La sentenza in esame affronta il tema del rapporto tra l'omologazione del concordato preventivo – ex art. 180 L.F. – e l'aggiudicazione di un appalto pubblico.

Nel caso di specie, l'amministrazione committente - a fronte dell'assoggettamento alla procedura di concordato con continuità aziendale del concorrente aggiudicatario – richiedeva a quest'ultimo la relazione del professionista attestante la conformità al piano di concordato (ex art. 186-bis L.F.) nonché le autorizzazioni del giudice delegato previste dall'art. 110 d.lgs. 18 aprile 2016, n. 50 (nuovo codice appalti), intimandone la presentazione entro un determinato termine “perentorio”, pena l'esclusone dalla gara.

Il concorrente, pur contestando la legittimità delle richieste, provvedeva al deposito delle relazioni e sollecitava il Giudice delegato al rilascio dell'autorizzazione richiesta.
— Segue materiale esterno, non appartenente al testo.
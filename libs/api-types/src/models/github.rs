//! GitHub repository models

use serde::{Deserialize, Serialize};

/// A GitHub repository the authenticated account has authorized
#[derive(Debug, Clone, PartialEq, Eq, Serialize, Deserialize)]
pub struct GitHubRepository {
    pub provider: String,
    pub provider_id: String,
    pub url: String,
    #[serde(default)]
    pub default_branch: Option<String>,
    #[serde(default)]
    pub name: Option<String>,
}

/// How to look up a repository
#[derive(Debug, Clone, PartialEq, Eq)]
pub enum GitHubRepositoryQuery {
    ByName { owner: String, repo: String },
    ByProviderId(String),
}

impl GitHubRepositoryQuery {
    /// Query string pairs for `GET /cli/github/repository`
    pub fn query_pairs(&self) -> Vec<(&'static str, &str)> {
        match self {
            GitHubRepositoryQuery::ByName { owner, repo } => {
                vec![("owner", owner.as_str()), ("repo", repo.as_str())]
            }
            GitHubRepositoryQuery::ByProviderId(id) => vec![("provider_id", id.as_str())],
        }
    }
}
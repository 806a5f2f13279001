//! Deploy target resolution and deploy config reconciliation

mod common;

use std::sync::atomic::Ordering;

use common::{config, project, user, workspace, Answer, FakeApi, FakeEffects, Site};
use siteship::authn::session::authenticate;
use siteship::deploy::target::{DeployTargetInfo, TargetResolver};
use siteship::errors::CliError;
use siteship::storage::deploy_config::DeployConfig;
use siteship_api_types::{AccessLevel, TOO_MANY_PROJECTS};

#[tokio::test]
async fn test_new_app_resolves_to_create_then_existing() {
    let site = Site::new();
    let api = FakeApi::new(user(vec![workspace("acme", "owner")]));
    let effects = FakeEffects::new(api).interactive(vec![
        Answer::Confirm(true),    // no apps found, create one
        Answer::Input(""),        // slug defaults to the slugified title
        Answer::Select(1),        // public
        Answer::Confirm(true),    // continuous deployment
    ]);
    let mut options = site.options();
    options.title = Some("My App".to_string());
    let session = authenticate(&effects).await.unwrap();
    let resolver = TargetResolver::new(&effects, &session, &options);

    let (target, config) = resolver.resolve(DeployConfig::default()).await.unwrap();
    let DeployTargetInfo::Create(new) = &target else {
        panic!("expected a new project, got {target:?}");
    };
    assert_eq!(new.project_slug, "my-app");
    assert_eq!(new.title, "My App");
    assert_eq!(new.workspace.login, "acme");
    assert_eq!(new.access_level, AccessLevel::Public);
    assert_eq!(config.continuous_deployment, Some(true));
    assert!(!effects.api.called("post_project"));

    let existing = resolver.ensure_project(target).await.unwrap();
    assert_eq!(existing.project.id, "P1");
    assert_eq!(existing.project.slug, "my-app");
    assert_eq!(existing.workspace.login, "acme");
}

#[tokio::test]
async fn test_persisted_target_needs_no_prompts() {
    let site = Site::new();
    site.write_config(&config("@acme", "site", "P7", Some(false)));
    let api = FakeApi::new(user(vec![workspace("acme", "owner")])).with(|s| {
        s.projects.push(project("P7", "acme", "site"));
    });
    let effects = FakeEffects::new(api);
    let options = site.options();
    let session = authenticate(&effects).await.unwrap();

    let (target, saved) = TargetResolver::new(&effects, &session, &options)
        .resolve_and_persist()
        .await
        .unwrap();

    assert_eq!(target.project.id, "P7");
    assert!(effects.api.called("get_project @acme/site"));
    assert_eq!(saved, config("acme", "site", "P7", Some(false)));
    assert_eq!(site.read_config(), Some(saved));
    assert_eq!(effects.config_writes.load(Ordering::SeqCst), 1);
}

#[tokio::test]
async fn test_backfills_legacy_project_id() {
    let site = Site::new();
    site.write_config(&DeployConfig {
        project_id: Some("P9".to_string()),
        continuous_deployment: Some(false),
        ..Default::default()
    });
    let api = FakeApi::new(user(vec![workspace("first", "owner"), workspace("second", "member")]))
        .with(|s| {
            s.projects.push(project("P1", "first", "blog"));
            s.projects.push(project("P9", "second", "docs"));
        });
    let effects = FakeEffects::new(api);
    let options = site.options();
    let session = authenticate(&effects).await.unwrap();

    let (target, saved) = TargetResolver::new(&effects, &session, &options)
        .resolve_and_persist()
        .await
        .unwrap();

    assert_eq!(target.project.id, "P9");
    assert_eq!(saved, config("second", "docs", "P9", Some(false)));
}

#[tokio::test]
async fn test_unmatched_project_id_is_not_fatal() {
    let site = Site::new();
    site.write_config(&DeployConfig {
        project_id: Some("P404".to_string()),
        ..Default::default()
    });
    let api = FakeApi::new(user(vec![workspace("acme", "owner")]));
    let effects = FakeEffects::new(api);
    let options = site.options();
    let session = authenticate(&effects).await.unwrap();

    let err = TargetResolver::new(&effects, &session, &options)
        .resolve_and_persist()
        .await
        .unwrap_err();

    // search found nothing, so the prompt path is reached
    assert!(matches!(err, CliError::NonInteractive(_)), "{err}");
}

#[tokio::test]
async fn test_missing_project_falls_through_to_prompt() {
    let site = Site::new();
    site.write_config(&config("acme", "gone", "P3", Some(false)));
    let api = FakeApi::new(user(vec![workspace("acme", "owner")])).with(|s| {
        s.projects.push(project("P5", "acme", "other"));
    });
    let effects = FakeEffects::new(api).interactive(vec![
        Answer::Select(1),        // pick the existing app
        Answer::Confirm(true),    // project id drifted, update config
    ]);
    let options = site.options();
    let session = authenticate(&effects).await.unwrap();

    let (target, saved) = TargetResolver::new(&effects, &session, &options)
        .resolve_and_persist()
        .await
        .unwrap();

    assert_eq!(target.project.id, "P5");
    assert_eq!(saved, config("acme", "other", "P5", Some(false)));
    assert!(effects.output().contains("The project id P3"));
}

#[tokio::test]
async fn test_drift_is_fatal_non_interactive() {
    let site = Site::new();
    site.write_config(&config("acme", "site", "P-old", Some(false)));
    let api = FakeApi::new(user(vec![workspace("acme", "owner")])).with(|s| {
        s.projects.push(project("P-new", "acme", "site"));
    });
    let effects = FakeEffects::new(api);
    let options = site.options();
    let session = authenticate(&effects).await.unwrap();

    let err = TargetResolver::new(&effects, &session, &options)
        .resolve_and_persist()
        .await
        .unwrap_err();

    assert_eq!(err.to_string(), "Cancelling deploy due to misconfiguration.");
    assert_eq!(effects.config_writes.load(Ordering::SeqCst), 0);
}

#[tokio::test]
async fn test_declined_drift_cancels() {
    let site = Site::new();
    site.write_config(&config("acme", "site", "P-old", Some(false)));
    let api = FakeApi::new(user(vec![workspace("acme", "owner")])).with(|s| {
        s.projects.push(project("P-new", "acme", "site"));
    });
    let effects = FakeEffects::new(api).interactive(vec![Answer::Confirm(false)]);
    let options = site.options();
    let session = authenticate(&effects).await.unwrap();

    let err = TargetResolver::new(&effects, &session, &options)
        .resolve_and_persist()
        .await
        .unwrap_err();

    assert!(err.is_canceled());
    assert_eq!(err.exit_code(), 0);
}

#[tokio::test]
async fn test_invalid_persisted_slug_is_fatal() {
    let site = Site::new();
    site.write_config(&config("acme", "Not A Slug", "P1", Some(false)));
    let effects = FakeEffects::new(FakeApi::new(user(vec![workspace("acme", "owner")])));
    let options = site.options();
    let session = authenticate(&effects).await.unwrap();

    let err = TargetResolver::new(&effects, &session, &options)
        .resolve_and_persist()
        .await
        .unwrap_err();

    assert!(matches!(err, CliError::Config(_)), "{err}");
    assert!(!effects.api.called("get_project"));
}

#[tokio::test]
async fn test_workspace_choice_is_sorted_by_role_then_name() {
    let site = Site::new();
    let api = FakeApi::new(user(vec![
        workspace("zeta", "member"),
        workspace("beta", "owner"),
        workspace("alpha", "member"),
    ]))
    .with(|s| {
        s.projects.push(project("P1", "alpha", "docs"));
    });
    // owner first, then members by name: beta, alpha, zeta
    let effects = FakeEffects::new(api).interactive(vec![
        Answer::Select(1),        // alpha
        Answer::Select(1),        // docs
        Answer::Confirm(false),   // local builds
    ]);
    let options = site.options();
    let session = authenticate(&effects).await.unwrap();

    let (target, _) = TargetResolver::new(&effects, &session, &options)
        .resolve_and_persist()
        .await
        .unwrap();
    assert_eq!(target.project.id, "P1");
    assert!(effects.api.called("get_workspace_projects @alpha"));
}

#[tokio::test]
async fn test_canceled_prompt_is_silent() {
    let site = Site::new();
    let api = FakeApi::new(user(vec![workspace("acme", "owner")])).with(|s| {
        s.projects.push(project("P1", "acme", "docs"));
    });
    let effects = FakeEffects::new(api).interactive(vec![Answer::Cancel]);
    let options = site.options();
    let session = authenticate(&effects).await.unwrap();

    let err = TargetResolver::new(&effects, &session, &options)
        .resolve_and_persist()
        .await
        .unwrap_err();

    assert!(err.is_canceled());
    assert!(!err.should_print());
}

#[tokio::test]
async fn test_declining_first_app_cancels() {
    let site = Site::new();
    let effects = FakeEffects::new(FakeApi::new(user(vec![workspace("acme", "owner")])))
        .interactive(vec![Answer::Confirm(false)]);
    let options = site.options();
    let session = authenticate(&effects).await.unwrap();

    let err = TargetResolver::new(&effects, &session, &options)
        .resolve_and_persist()
        .await
        .unwrap_err();
    assert!(err.is_canceled());
}

#[tokio::test]
async fn test_no_workspaces() {
    let site = Site::new();
    let effects = FakeEffects::new(FakeApi::new(user(vec![workspace("acme", "viewer")])))
        .interactive(vec![]);
    let options = site.options();
    let session = authenticate(&effects).await.unwrap();
    assert!(session.user.workspaces.is_empty());

    let err = TargetResolver::new(&effects, &session, &options)
        .resolve_and_persist()
        .await
        .unwrap_err();
    assert!(err.to_string().contains("don't have any workspaces"));
}

#[tokio::test]
async fn test_project_limit_prints_upgrade_hint() {
    let site = Site::new();
    let api = FakeApi::new(user(vec![workspace("acme", "owner")])).with(|s| {
        s.create_project_error = Some((403, vec![TOO_MANY_PROJECTS.to_string()]));
    });
    let effects = FakeEffects::new(api).interactive(vec![
        Answer::Confirm(true),
        Answer::Input("My App"),
        Answer::Input("my-app"),
        Answer::Select(0),
        Answer::Confirm(false),
    ]);
    let options = site.options();
    let session = authenticate(&effects).await.unwrap();

    let err = TargetResolver::new(&effects, &session, &options)
        .resolve_and_persist()
        .await
        .unwrap_err();

    assert!(!err.should_print());
    assert_eq!(err.exit_code(), 1);
    let output = effects.output();
    assert!(output.contains("reached its app limit"), "{output}");
    assert!(output.contains("https://siteship.test/team/@acme/settings"), "{output}");
    assert_eq!(effects.config_writes.load(Ordering::SeqCst), 0);
}

#[tokio::test]
async fn test_other_creation_failure() {
    let site = Site::new();
    let api = FakeApi::new(user(vec![workspace("acme", "owner")])).with(|s| {
        s.create_project_error = Some((409, vec!["SLUG_TAKEN".to_string()]));
    });
    let effects = FakeEffects::new(api).interactive(vec![
        Answer::Confirm(true),
        Answer::Input("My App"),
        Answer::Input(""),
        Answer::Select(0),
        Answer::Confirm(false),
    ]);
    let options = site.options();
    let session = authenticate(&effects).await.unwrap();

    let err = TargetResolver::new(&effects, &session, &options)
        .resolve_and_persist()
        .await
        .unwrap_err();

    assert!(!err.should_print());
    assert!(effects.output().contains("Could not create app"));
}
Quest'ultimo, però, si limitava a ribadire il «non luogo a provvedere sull'istanza», rilevando che, nella fattispecie, il concordato in questione era già stato omologato e che – a fronte di detta omologazione – nessuna autorizzazione poteva essere né richiesta né tantomeno rilasciata, anche alla luce della cogente disciplina prevista dal nuovo codice dei contratti pubblici.
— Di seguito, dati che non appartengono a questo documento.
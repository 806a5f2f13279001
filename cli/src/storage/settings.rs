//! Settings file management

use serde::{Deserialize, Serialize};

use crate::errors::CliError;
use crate::filesys::file::File;
use crate::logs::LogLevel;

pub const API_URL_ENV_VAR: &str = "SITESHIP_API_URL";
pub const UI_URL_ENV_VAR: &str = "SITESHIP_UI_URL";
pub const TELEMETRY_DISABLE_ENV_VAR: &str = "SITESHIP_TELEMETRY_DISABLE";

/// CLI settings
#[derive(Debug, Clone, Serialize, Deserialize)]
pub struct Settings {
    /// Base URL of the hosting API
    #[serde(default = "default_api_url")]
    pub api_url: String,

    /// Base URL of the web UI, used for links
    #[serde(default = "default_ui_url")]
    pub ui_url: String,

    /// Stored API key
    #[serde(default, skip_serializing_if = "Option::is_none")]
    pub api_key: Option<String>,

    /// Log level
    #[serde(default)]
    pub log_level: LogLevel,

    /// Shell command that builds the site
    #[serde(default)]
    pub build_command: Option<String>,

    #[serde(default)]
    pub telemetry_disabled: bool,
}

fn default_api_url() -> String {
    "https://api.siteship.dev".to_string()
}

fn default_ui_url() -> String {
    "https://siteship.dev".to_string()
}

impl Default for Settings {
    fn default() -> Self {
        Self {
            api_url: default_api_url(),
            ui_url: default_ui_url(),
            api_key: None,
            log_level: LogLevel::default(),
            build_command: None,
            telemetry_disabled: false,
        }
    }
}

impl Settings {
    /// Apply environment overrides
    pub fn with_env_overrides(self) -> Self {
        self.with_overrides(|name| std::env::var(name).ok())
    }

    fn with_overrides(mut self, lookup: impl Fn(&str) -> Option<String>) -> Self {
        if let Some(url) = lookup(API_URL_ENV_VAR).filter(|v| !v.is_empty()) {
            self.api_url = url;
        }
        if let Some(url) = lookup(UI_URL_ENV_VAR).filter(|v| !v.is_empty()) {
            self.ui_url = url;
        }
        if lookup(TELEMETRY_DISABLE_ENV_VAR).is_some_and(|v| !v.is_empty() && v != "0") {
            self.telemetry_disabled = true;
        }
        self
    }
}

/// Load settings; a missing file yields defaults
pub async fn load_settings(file: &File) -> Result<Settings, CliError> {
    match file.read_json::<Settings>().await {
        Ok(settings) => Ok(settings),
        Err(e) if e.is_missing_file() => Ok(Settings::default()),
        Err(e) => Err(e),
    }
}

/// Save settings, readable only by the owner since they may hold a key
pub async fn save_settings(file: &File, settings: &Settings) -> Result<(), CliError> {
    file.write_json(settings).await?;
    file.set_permissions_600().await
}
Pertanto, in sede di ricorso, in ragione anche di quanto disposto dall'organo fallimentare, il concorrente ribadiva che il decreto di omologazione aveva determinato la chiusura del procedimento di concordato preventivo e la conseguente “ri-acquisizione”, da parte del debitore, della disponibilità nella gestione del patrimonio con la conseguenza che, da tale momento, quest'ultimo deve considerarsi a tutti gli effetti “in bonis”.

Tra l'altro, viene osservato come le fasi successive all'omologazione riguardano esclusivamente l'esecuzione del piano di concordato – evidentemente già omologato – rispetto all'insieme delle obbligazioni che il debitore ha assunto sotto “l'egida” degli organi concordatari.
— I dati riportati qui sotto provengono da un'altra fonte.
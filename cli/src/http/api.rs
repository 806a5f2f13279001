//! Hosting API endpoints used by deploys

use std::path::Path;

use async_trait::async_trait;
use reqwest::multipart::{Form, Part};

use siteship_api_types::{
    CreateDeployRequest, CreateDeployResponse, CreateProjectRequest, CurrentUser,
    DeployInfo, DeployManifestRequest, DeployManifestResponse, DeployUploadedRequest,
    GitHubRepository, GitHubRepositoryQuery, ManifestFileInfo, Project, ProjectEnvironmentRequest,
    ProjectListResponse, ProjectSource,
};

use crate::errors::CliError;
use crate::http::client::HttpClient;

/// Hosting API surface the deploy flow depends on
#[async_trait]
pub trait DeployApi: Send + Sync {
    /// `GET /cli/user`
    async fn get_current_user(&self) -> Result<CurrentUser, CliError>;

    /// `GET /cli/project/@:login/:slug`
    async fn get_project(&self, workspace_login: &str, project_slug: &str)
        -> Result<Project, CliError>;

    /// `GET /cli/workspace/@:login/projects`
    async fn get_workspace_projects(&self, workspace_login: &str)
        -> Result<Vec<Project>, CliError>;

    /// `POST /cli/project`
    async fn post_project(&self, request: &CreateProjectRequest) -> Result<Project, CliError>;

    /// `POST /cli/project/:id/deploy`, returns the new deploy id
    async fn post_deploy(&self, project_id: &str, message: Option<&str>)
        -> Result<String, CliError>;

    /// `POST /cli/project/:id/build`
    async fn post_project_build(&self, project_id: &str) -> Result<(), CliError>;

    /// `POST /cli/project/:id/environment`
    async fn post_project_environment(
        &self,
        project_id: &str,
        source: &ProjectSource,
    ) -> Result<(), CliError>;

    /// `GET /cli/deploy/:id`
    async fn get_deploy(&self, deploy_id: &str) -> Result<DeployInfo, CliError>;

    /// `POST /cli/deploy/:id/manifest`
    async fn post_deploy_manifest(
        &self,
        deploy_id: &str,
        files: &[ManifestFileInfo],
    ) -> Result<DeployManifestResponse, CliError>;

    /// `POST /cli/deploy/:id/file`
    async fn post_deploy_file(
        &self,
        deploy_id: &str,
        local_path: &Path,
        client_name: &str,
    ) -> Result<(), CliError>;

    /// `POST /cli/deploy/:id/uploaded`
    async fn post_deploy_uploaded(
        &self,
        deploy_id: &str,
        build_manifest: Option<&serde_json::Value>,
    ) -> Result<DeployInfo, CliError>;

    /// `GET /cli/github/repository`; `None` when the repository is not
    /// authorized for the account
    async fn get_github_repository(
        &self,
        query: &GitHubRepositoryQuery,
    ) -> Result<Option<GitHubRepository>, CliError>;
}

#[async_trait]
impl DeployApi for HttpClient {
    async fn get_current_user(&self) -> Result<CurrentUser, CliError> {
        self.get("/cli/user").await
    }

    async fn get_project(
        &self,
        workspace_login: &str,
        project_slug: &str,
    ) -> Result<Project, CliError> {
        let path = format!("/cli/project/@{}/{}", workspace_login, project_slug);
        self.get(&path).await
    }

    async fn get_workspace_projects(
        &self,
        workspace_login: &str,
    ) -> Result<Vec<Project>, CliError> {
        let path = format!("/cli/workspace/@{}/projects", workspace_login);
        let response: ProjectListResponse = self.get(&path).await?;
        Ok(response.results)
    }

    async fn post_project(&self, request: &CreateProjectRequest) -> Result<Project, CliError> {
        self.post("/cli/project", request).await
    }

    async fn post_deploy(
        &self,
        project_id: &str,
        message: Option<&str>,
    ) -> Result<String, CliError> {
        let path = format!("/cli/project/{}/deploy", project_id);
        let body = CreateDeployRequest {
            message: message.map(str::to_string),
        };
        let response: CreateDeployResponse = self.post(&path, &body).await?;
        Ok(response.id)
    }

    async fn post_project_build(&self, project_id: &str) -> Result<(), CliError> {
        let path = format!("/cli/project/{}/build", project_id);
        let _: serde_json::Value = self.post(&path, &serde_json::json!({})).await?;
        Ok(())
    }

    async fn post_project_environment(
        &self,
        project_id: &str,
        source: &ProjectSource,
    ) -> Result<(), CliError> {
        let path = format!("/cli/project/{}/environment", project_id);
        let body = ProjectEnvironmentRequest {
            source: source.clone(),
        };
        let _: serde_json::Value = self.post(&path, &body).await?;
        Ok(())
    }

    async fn get_deploy(&self, deploy_id: &str) -> Result<DeployInfo, CliError> {
        self.get(&format!("/cli/deploy/{}", deploy_id)).await
    }

    async fn post_deploy_manifest(
        &self,
        deploy_id: &str,
        files: &[ManifestFileInfo],
    ) -> Result<DeployManifestResponse, CliError> {
        let path = format!("/cli/deploy/{}/manifest", deploy_id);
        let body = DeployManifestRequest {
            files: files.to_vec(),
        };
        self.post(&path, &body).await
    }

    async fn post_deploy_file(
        &self,
        deploy_id: &str,
        local_path: &Path,
        client_name: &str,
    ) -> Result<(), CliError> {
        let path = format!("/cli/deploy/{}/file", deploy_id);
        let contents = tokio::fs::read(local_path).await?;
        let file_name = client_name.rsplit('/').next().unwrap_or(client_name).to_string();
        let form = Form::new()
            .text("client_name", client_name.to_string())
            .part("file", Part::bytes(contents).file_name(file_name));
        let _: serde_json::Value = self.post_multipart(&path, form).await?;
        Ok(())
    }

    async fn post_deploy_uploaded(
        &self,
        deploy_id: &str,
        build_manifest: Option<&serde_json::Value>,
    ) -> Result<DeployInfo, CliError> {
        let path = format!("/cli/deploy/{}/uploaded", deploy_id);
        let body = DeployUploadedRequest {
            build_manifest: build_manifest.cloned(),
        };
        self.post(&path, &body).await
    }

    async fn get_github_repository(
        &self,
        query: &GitHubRepositoryQuery,
    ) -> Result<Option<GitHubRepository>, CliError> {
        match self
            .get_with_query::<GitHubRepository>("/cli/github/repository", &query.query_pairs())
            .await
        {
            Ok(repository) => Ok(Some(repository)),
            Err(e) if e.is_not_found() => Ok(None),
            Err(e) => Err(e),
        }
    }
}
L'adito TAR, ha per prima cosa rilevato che, in via generale, la procedura di concordato ha inizio con la presentazione della domanda (ex art. 161 della L.F.) unitamente alla quale il debitore è onerato di depositare la documentazione estimativa/programmatica e che, solo all'esito della verifica di quanto richiesto, il Tribunale fallimentare può – a seconda dell'istruttoria compiuta - dichiarare l'inammissibilità della proposta di concordato (ex art. 162) ovvero, laddove ne sussistano i presupposti, dichiararne l'ammissione (ex art. 163).

Verificatasi tale ultima ipotesi – come nel caso di specie - la fase successiva può prevedere la mancata approvazione del concordato (ex art. 177) ovvero la l'omologazione dello stesso (ex art. 180).

La definitiva omologazione, precisa ancora il Collegio, è frutto di un vero e proprio “giudizio” – come recita la disposizione in parola – condotto dal Tribunale fallimentare e definito con apposito decreto.

Sempre sul piano normativo, poi, il TAR ha precisato che il successivo articolo 181 L.F. dispone che la procedura di concordato preventivo si chiuda con il decreto di omologazione mentre, ai sensi degli artt. 185 e 136 L.F., la procedura prosegue per la sola esecuzione del piano concordatario sotto la sorveglianza degli organi preposti all'adempimento dello stesso.

Il complesso quadro normativo appena delineato, è stato poi interpretato dalla giurisprudenza – cui il Collegio non ha inteso discostarsi - nel senso di ritenere che la procedura concordataria, relativamente alla partecipazione del debitore alle gare pubbliche, si esaurisce con il decreto di omologazione ex art. 181 L.F. con la conseguenza che, a seguito della sua pronuncia, si determina per il debitore il passaggio dal regime del c.d. “spossessamento attenuato” – tipica della procedura de qua – al ri-acquisto della sua piena capacità di agire.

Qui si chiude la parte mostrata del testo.